Baby bin Laden froze in mid-motion, awkwardly standing with his arm curved in the air. The Greek turned with narrowed eyes. “Excuse me?”
“It’s me. Dominic Scagnelli. We had that seminar together in the Pentagon.”
“Scagnelli.” Goatbreeder puckered his olive lips, his accent blowing any cover he might have used. “Maybe.”
“Called ‘Decoding the Obvious.’ Remember that fat bastard telling us that if it walks like a duck and quacks like a duck, it’s probably a pigeon?”
Goatbreeder gave an uneasy laugh. “Yes, yes. Now I do. Are you still with the Bureau?”
“Yeah, you know how it is. This gig, we’re like monks, we’re in for life.” Scagnelli smiled to include Baby bin Laden in their brotherhood of government ineptitude, good guys trying to get through the day in a system that made no sense.
“Who’s your partner?” Scagnelli said.
“Azim.”
They shook hands. Baby bin Laden’s was greasy, probably from the butter rolls. “So, what brings you to Chapel Hill?” Goatbreeder asked, clearly expecting Scagnelli to deliver the kind of lie typical for the profession-visiting an aunt, business conference, medical tests.
“I could tell you, but then I’d have to kill you.”
Neither of them laughed. The joke was too old. Scagnelli continued. “I’m on this thing, some crazy shit.

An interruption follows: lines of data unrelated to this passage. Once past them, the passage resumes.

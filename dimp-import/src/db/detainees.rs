//! Detainee (`tdetenido`) persistence

use chrono::Local;
use dimp_common::Result;
use sqlx::{Sqlite, Transaction};

use crate::models::DetaineePersonEntity;

/// Insert one detainee row inside the caller's transaction
///
/// `dtfecha` falls back to the current local timestamp. Returns the
/// store-assigned `iiddetenido`.
pub async fn insert_detainee(
    tx: &mut Transaction<'_, Sqlite>,
    detainee: &DetaineePersonEntity,
) -> Result<i64> {
    let dtfecha = detainee.dtfecha.unwrap_or_else(|| Local::now().naive_local());

    let result = sqlx::query_scalar::<_, i64>(
        r#"
        INSERT INTO tdetenido (
            snombre, sapellidopaterno, sapellidomaterno, snombrenormalizado,
            irepeticiones, salias, ssexo, dtfecha
        ) VALUES (?, ?, ?, ?, ?, ?, ?, ?)
        RETURNING iiddetenido
        "#,
    )
    .bind(&detainee.snombre)
    .bind(&detainee.sapellidopaterno)
    .bind(&detainee.sapellidomaterno)
    .bind(&detainee.snombrenormalizado)
    .bind(detainee.irepeticiones)
    .bind(&detainee.salias)
    .bind(&detainee.ssexo)
    .bind(dtfecha)
    .fetch_one(&mut **tx)
    .await;

    match result {
        Ok(id) => {
            tracing::debug!(iiddetenido = id, snombre = %detainee.snombre, "Inserted detainee");
            Ok(id)
        }
        Err(e) => {
            tracing::error!(snombre = %detainee.snombre, error = %e, "Detainee insert failed");
            Err(e.into())
        }
    }
}
//! Signed HTTP client for the Artemis gateway

use async_trait::async_trait;
use serde_json::Value;
use tracing::{debug, warn};

use super::payloads::{FaceAddition, PersonRegistration, ServiceResponse};
use super::signer::{Signer, ACCEPT, CONTENT_TYPE_JSON};
use super::{ArtemisError, IdentityService};
use crate::config::ArtemisConfig;

pub const PERSON_ADD_PATH: &str = "/artemis/api/resource/v1/person/single/add";
pub const FACE_ADD_PATH: &str = "/artemis/api/frs/v1/face/single/addition";

/// HTTP methods the gateway is called with
#[derive(Debug, Clone, Copy, PartialEq, Eq)]
pub enum HttpMethod {
    Get,
    Post,
}

impl HttpMethod {
    pub fn as_str(&self) -> &'static str {
        match self {
            HttpMethod::Get => "GET",
            HttpMethod::Post => "POST",
        }
    }
}

/// Artemis API client
pub struct ArtemisClient {
    http_client: reqwest::Client,
    base_url: String,
    signer: Signer,
}

impl ArtemisClient {
    pub fn new(config: &ArtemisConfig) -> Result<Self, ArtemisError> {
        let mut builder = reqwest::Client::builder();

        if config.accept_invalid_certs {
            warn!(
                base_url = %config.base_url,
                "TLS certificate validation is DISABLED for the Artemis gateway"
            );
            builder = builder.danger_accept_invalid_certs(true);
        }
        if let Some(timeout) = config.timeout {
            builder = builder.timeout(timeout);
        }

        let http_client = builder
            .build()
            .map_err(|e| ArtemisError::Transport(e.to_string()))?;

        Ok(Self {
            http_client,
            base_url: config.base_url.clone(),
            signer: Signer::new(config.app_key.clone(), &config.app_secret)?,
        })
    }

    pub fn signer(&self) -> &Signer {
        &self.signer
    }

    /// Issue a signed call and unwrap the service envelope
    ///
    /// POST sends `payload` (or `{}`) as JSON; GET sends no body. The
    /// envelope `code` decides success regardless of the HTTP status.
    pub async fn call(
        &self,
        method: HttpMethod,
        path: &str,
        payload: Option<&Value>,
    ) -> Result<ServiceResponse, ArtemisError> {
        let url = format!("{}{}", self.base_url, path);
        let signature = self.signer.sign(method.as_str(), CONTENT_TYPE_JSON, path);

        let request = match method {
            HttpMethod::Get => self.http_client.get(&url),
            HttpMethod::Post => {
                let body = match payload {
                    Some(value) => serde_json::to_vec(value),
                    None => serde_json::to_vec(&serde_json::json!({})),
                }
                .map_err(|e| ArtemisError::Transport(format!("Failed to serialize request: {}", e)))?;
                self.http_client.post(&url).body(body)
            }
        };

        debug!(method = method.as_str(), path, "Calling Artemis");

        let response = request
            .header("Accept", ACCEPT)
            .header("Content-Type", CONTENT_TYPE_JSON)
            .header("x-ca-key", self.signer.app_key())
            .header("x-ca-signature", signature)
            .header("x-ca-signature-headers", "x-ca-key")
            .send()
            .await
            .map_err(|e| ArtemisError::Transport(e.to_string()))?;

        let status = response.status();
        let body = response
            .text()
            .await
            .map_err(|e| ArtemisError::Transport(e.to_string()))?;

        let envelope: ServiceResponse = serde_json::from_str(&body).map_err(|e| {
            ArtemisError::Transport(format!("HTTP {}: malformed response: {}", status.as_u16(), e))
        })?;

        if !envelope.is_success() {
            return Err(ArtemisError::Service {
                code: envelope.code,
                message: envelope.msg.unwrap_or_default(),
            });
        }

        if !status.is_success() {
            warn!(status = status.as_u16(), path, "Artemis reported success with non-2xx HTTP status");
        }

        Ok(envelope)
    }

    async fn post<T: serde::Serialize>(
        &self,
        path: &str,
        payload: &T,
    ) -> Result<ServiceResponse, ArtemisError> {
        let body = serde_json::to_value(payload)
            .map_err(|e| ArtemisError::Transport(format!("Failed to serialize request: {}", e)))?;
        self.call(HttpMethod::Post, path, Some(&body)).await
    }
}

#[async_trait]
impl IdentityService for ArtemisClient {
    async fn register_person(&self, person: &PersonRegistration) -> Result<String, ArtemisError> {
        let response = self.post(PERSON_ADD_PATH, person).await?;

        response.data_as_id().ok_or_else(|| {
            ArtemisError::Transport("person registration succeeded without a person id".to_string())
        })
    }

    async fn add_face(&self, face: &FaceAddition) -> Result<(), ArtemisError> {
        self.post(FACE_ADD_PATH, face).await?;
        Ok(())
    }
}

A researcher here is playing with a drug that opens people’s brains like stripping away the layers of an onion, getting down there to the primitive impulses. Sounds like horseshit to me, but you know how the Puzzle Palace gets when they smell a chance at mind control.”
Scagnelli knew he’d breached protocol. Even if they were all on the same case, a good agent never acknowledged that fact. The culture of subterfuge meant they all had to overlook the obvious.
“We’re actually on vacation,” Goatbreeder said.
“Golfing.” Baby bin Laden gave an awkward swing, clearly revealing he’d never held a nine-iron in his life.